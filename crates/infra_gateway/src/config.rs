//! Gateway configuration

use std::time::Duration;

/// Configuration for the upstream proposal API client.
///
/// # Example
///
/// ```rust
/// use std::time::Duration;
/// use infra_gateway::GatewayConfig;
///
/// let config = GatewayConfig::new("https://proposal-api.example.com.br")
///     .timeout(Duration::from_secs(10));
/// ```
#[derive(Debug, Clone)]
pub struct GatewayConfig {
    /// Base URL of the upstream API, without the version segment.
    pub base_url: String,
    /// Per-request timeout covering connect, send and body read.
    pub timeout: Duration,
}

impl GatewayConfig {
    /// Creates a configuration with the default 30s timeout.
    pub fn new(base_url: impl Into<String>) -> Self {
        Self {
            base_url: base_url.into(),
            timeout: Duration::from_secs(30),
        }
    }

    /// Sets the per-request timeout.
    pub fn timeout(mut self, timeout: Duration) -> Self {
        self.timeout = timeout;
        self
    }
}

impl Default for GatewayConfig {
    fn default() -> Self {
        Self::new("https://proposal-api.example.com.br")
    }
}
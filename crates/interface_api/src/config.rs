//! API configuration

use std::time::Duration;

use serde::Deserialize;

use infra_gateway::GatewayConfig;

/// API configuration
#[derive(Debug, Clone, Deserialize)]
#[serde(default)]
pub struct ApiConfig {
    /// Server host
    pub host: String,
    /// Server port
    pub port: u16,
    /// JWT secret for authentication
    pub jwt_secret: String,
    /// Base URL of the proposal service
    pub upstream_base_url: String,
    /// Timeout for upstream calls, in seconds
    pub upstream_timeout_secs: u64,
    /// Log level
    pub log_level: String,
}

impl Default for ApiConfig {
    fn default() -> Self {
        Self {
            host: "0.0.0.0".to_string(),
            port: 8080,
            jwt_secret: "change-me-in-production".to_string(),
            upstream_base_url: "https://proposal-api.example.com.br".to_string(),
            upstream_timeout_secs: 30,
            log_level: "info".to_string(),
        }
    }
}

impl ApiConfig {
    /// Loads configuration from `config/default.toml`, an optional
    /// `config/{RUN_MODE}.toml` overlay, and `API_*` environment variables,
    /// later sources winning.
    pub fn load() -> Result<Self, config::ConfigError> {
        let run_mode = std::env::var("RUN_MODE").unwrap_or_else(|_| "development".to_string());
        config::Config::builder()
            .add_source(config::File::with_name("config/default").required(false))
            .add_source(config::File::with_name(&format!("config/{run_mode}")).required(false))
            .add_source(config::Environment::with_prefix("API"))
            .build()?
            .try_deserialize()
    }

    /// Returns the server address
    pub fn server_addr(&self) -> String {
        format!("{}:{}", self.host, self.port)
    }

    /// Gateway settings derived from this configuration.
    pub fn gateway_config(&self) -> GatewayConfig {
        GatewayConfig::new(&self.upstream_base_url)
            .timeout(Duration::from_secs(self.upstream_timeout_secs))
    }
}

● EXERCISE GOAL
Check every line above for the string "toml" and copy those that have it.

● RESULT OF THE TASK
    /// Loads configuration from `config/default.toml`, an optional
    /// `config/{RUN_MODE}.toml` overlay, and `API_*` environment variables,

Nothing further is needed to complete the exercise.